What this task involves
Only some lines are wanted. Transcribe, exactly, the lines below from the line with "skills WHERE active" up to and including the line with "let mut inserted = 0;".

Dataset: Begin

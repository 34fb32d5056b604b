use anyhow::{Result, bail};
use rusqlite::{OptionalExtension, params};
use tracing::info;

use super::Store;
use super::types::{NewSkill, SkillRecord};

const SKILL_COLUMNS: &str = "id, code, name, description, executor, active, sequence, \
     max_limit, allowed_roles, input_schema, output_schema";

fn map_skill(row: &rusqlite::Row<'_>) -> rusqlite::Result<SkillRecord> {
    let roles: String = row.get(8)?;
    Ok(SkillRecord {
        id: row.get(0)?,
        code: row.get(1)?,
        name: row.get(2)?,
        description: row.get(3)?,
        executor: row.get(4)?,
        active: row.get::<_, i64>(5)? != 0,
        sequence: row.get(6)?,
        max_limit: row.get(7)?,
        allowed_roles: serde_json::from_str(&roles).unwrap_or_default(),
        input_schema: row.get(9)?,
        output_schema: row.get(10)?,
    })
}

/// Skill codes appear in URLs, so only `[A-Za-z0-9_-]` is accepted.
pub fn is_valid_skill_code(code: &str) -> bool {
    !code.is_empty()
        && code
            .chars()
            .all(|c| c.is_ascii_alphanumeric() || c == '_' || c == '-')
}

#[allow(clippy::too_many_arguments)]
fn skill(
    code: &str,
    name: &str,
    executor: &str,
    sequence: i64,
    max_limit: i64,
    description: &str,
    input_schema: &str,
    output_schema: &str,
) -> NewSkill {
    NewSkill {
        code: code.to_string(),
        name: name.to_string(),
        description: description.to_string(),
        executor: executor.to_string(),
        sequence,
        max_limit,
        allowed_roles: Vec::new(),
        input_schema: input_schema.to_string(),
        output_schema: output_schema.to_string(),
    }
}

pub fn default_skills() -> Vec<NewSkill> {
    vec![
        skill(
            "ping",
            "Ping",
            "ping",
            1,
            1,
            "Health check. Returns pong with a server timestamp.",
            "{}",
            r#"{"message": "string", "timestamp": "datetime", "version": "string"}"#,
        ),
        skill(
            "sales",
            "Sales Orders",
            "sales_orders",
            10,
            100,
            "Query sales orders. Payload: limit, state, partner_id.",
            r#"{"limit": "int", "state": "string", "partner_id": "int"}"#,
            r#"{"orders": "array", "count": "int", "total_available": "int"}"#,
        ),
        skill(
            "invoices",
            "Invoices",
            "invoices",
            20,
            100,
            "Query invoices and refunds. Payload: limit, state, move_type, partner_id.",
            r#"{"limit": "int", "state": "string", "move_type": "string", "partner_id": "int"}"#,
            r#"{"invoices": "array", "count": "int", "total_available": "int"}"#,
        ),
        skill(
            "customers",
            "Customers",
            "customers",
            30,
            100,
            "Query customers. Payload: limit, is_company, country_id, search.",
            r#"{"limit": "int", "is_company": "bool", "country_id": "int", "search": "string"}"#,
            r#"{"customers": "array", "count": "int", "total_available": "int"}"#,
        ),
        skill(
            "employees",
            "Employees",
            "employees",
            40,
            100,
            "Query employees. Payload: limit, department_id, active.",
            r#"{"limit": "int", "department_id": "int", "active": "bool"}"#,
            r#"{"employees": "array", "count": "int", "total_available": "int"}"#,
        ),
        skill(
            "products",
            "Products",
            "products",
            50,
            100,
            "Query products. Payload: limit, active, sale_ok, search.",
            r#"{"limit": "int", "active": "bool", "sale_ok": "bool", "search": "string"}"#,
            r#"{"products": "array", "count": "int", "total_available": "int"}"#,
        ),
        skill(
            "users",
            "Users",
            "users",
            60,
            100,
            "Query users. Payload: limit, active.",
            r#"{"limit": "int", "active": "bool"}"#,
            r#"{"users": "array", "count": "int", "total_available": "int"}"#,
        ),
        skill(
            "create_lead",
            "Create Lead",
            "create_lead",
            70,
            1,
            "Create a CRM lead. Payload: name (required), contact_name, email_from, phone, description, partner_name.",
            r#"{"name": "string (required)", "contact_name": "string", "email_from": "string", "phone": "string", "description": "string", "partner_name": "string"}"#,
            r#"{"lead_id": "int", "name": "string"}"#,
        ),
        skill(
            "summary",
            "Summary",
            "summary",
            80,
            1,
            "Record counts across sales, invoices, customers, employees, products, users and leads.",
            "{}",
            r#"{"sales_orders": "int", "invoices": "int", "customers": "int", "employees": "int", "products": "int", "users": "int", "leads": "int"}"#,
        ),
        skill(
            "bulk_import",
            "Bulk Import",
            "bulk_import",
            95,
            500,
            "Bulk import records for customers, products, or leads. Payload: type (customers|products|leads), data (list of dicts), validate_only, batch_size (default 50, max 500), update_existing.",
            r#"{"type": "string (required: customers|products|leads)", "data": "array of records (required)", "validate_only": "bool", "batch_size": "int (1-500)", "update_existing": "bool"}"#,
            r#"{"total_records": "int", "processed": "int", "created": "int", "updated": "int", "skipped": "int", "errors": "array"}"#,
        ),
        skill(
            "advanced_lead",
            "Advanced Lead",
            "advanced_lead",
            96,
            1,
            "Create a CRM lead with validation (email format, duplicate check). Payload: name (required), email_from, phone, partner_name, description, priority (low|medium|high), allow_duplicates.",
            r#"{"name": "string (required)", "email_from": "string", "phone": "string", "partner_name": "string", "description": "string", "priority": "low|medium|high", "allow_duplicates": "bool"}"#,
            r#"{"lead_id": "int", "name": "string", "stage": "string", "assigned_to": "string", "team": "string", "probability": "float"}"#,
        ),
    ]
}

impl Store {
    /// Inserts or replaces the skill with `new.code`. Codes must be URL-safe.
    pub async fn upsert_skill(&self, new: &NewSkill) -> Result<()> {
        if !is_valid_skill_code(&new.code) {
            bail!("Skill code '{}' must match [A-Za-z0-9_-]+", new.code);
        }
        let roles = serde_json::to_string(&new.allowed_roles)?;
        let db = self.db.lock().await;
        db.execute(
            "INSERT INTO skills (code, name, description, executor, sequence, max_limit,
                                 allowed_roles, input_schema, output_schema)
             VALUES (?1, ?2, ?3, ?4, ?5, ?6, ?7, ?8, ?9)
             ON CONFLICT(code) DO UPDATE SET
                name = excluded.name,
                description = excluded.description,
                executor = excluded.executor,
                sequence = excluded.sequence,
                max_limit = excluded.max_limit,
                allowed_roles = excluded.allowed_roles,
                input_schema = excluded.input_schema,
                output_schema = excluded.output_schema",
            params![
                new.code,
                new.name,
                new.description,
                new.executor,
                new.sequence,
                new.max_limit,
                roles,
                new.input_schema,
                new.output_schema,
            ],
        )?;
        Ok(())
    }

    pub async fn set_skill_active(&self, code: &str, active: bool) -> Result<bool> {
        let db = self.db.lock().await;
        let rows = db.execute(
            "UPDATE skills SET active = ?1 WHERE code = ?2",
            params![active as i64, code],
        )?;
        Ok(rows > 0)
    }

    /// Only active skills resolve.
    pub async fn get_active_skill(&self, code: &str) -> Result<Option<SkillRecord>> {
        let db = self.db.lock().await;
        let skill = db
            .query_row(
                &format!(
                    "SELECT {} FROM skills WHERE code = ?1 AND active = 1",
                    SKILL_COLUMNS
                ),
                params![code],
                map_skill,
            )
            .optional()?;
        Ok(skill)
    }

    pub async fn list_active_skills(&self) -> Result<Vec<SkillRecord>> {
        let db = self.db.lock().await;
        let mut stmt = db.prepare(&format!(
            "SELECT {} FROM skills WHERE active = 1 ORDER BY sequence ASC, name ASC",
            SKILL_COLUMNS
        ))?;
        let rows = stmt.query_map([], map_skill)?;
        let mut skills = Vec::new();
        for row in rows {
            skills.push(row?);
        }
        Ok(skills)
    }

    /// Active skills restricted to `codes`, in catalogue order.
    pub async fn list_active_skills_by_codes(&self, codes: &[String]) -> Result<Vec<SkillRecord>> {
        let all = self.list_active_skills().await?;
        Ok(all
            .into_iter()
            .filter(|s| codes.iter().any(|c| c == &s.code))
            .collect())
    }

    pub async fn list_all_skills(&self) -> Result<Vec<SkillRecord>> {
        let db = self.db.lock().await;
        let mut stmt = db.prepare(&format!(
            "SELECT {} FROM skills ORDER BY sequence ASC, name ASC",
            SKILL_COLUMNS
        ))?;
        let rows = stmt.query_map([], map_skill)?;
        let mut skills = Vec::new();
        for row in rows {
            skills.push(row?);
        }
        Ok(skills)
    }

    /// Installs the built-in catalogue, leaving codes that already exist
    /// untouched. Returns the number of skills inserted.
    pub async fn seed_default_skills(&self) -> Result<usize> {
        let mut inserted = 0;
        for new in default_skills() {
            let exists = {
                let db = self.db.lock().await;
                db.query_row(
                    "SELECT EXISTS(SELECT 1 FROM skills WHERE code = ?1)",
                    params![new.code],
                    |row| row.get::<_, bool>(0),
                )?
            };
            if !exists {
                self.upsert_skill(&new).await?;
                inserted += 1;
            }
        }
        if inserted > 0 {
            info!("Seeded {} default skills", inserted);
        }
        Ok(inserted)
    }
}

Dataset: End

Solution for this task
            "SELECT {} FROM skills WHERE active = 1 ORDER BY sequence ASC, name ASC",
            SKILL_COLUMNS
        ))?;
        let rows = stmt.query_map([], map_skill)?;
        let mut skills = Vec::new();
        for row in rows {
            skills.push(row?);
        }
        Ok(skills)
    }

    /// Active skills restricted to `codes`, in catalogue order.
    pub async fn list_active_skills_by_codes(&self, codes: &[String]) -> Result<Vec<SkillRecord>> {
        let all = self.list_active_skills().await?;
        Ok(all
            .into_iter()
            .filter(|s| codes.iter().any(|c| c == &s.code))
            .collect())
    }

    pub async fn list_all_skills(&self) -> Result<Vec<SkillRecord>> {
        let db = self.db.lock().await;
        let mut stmt = db.prepare(&format!(
            "SELECT {} FROM skills ORDER BY sequence ASC, name ASC",
            SKILL_COLUMNS
        ))?;
        let rows = stmt.query_map([], map_skill)?;
        let mut skills = Vec::new();
        for row in rows {
            skills.push(row?);
        }
        Ok(skills)
    }

    /// Installs the built-in catalogue, leaving codes that already exist
    /// untouched. Returns the number of skills inserted.
    pub async fn seed_default_skills(&self) -> Result<usize> {
        let mut inserted = 0;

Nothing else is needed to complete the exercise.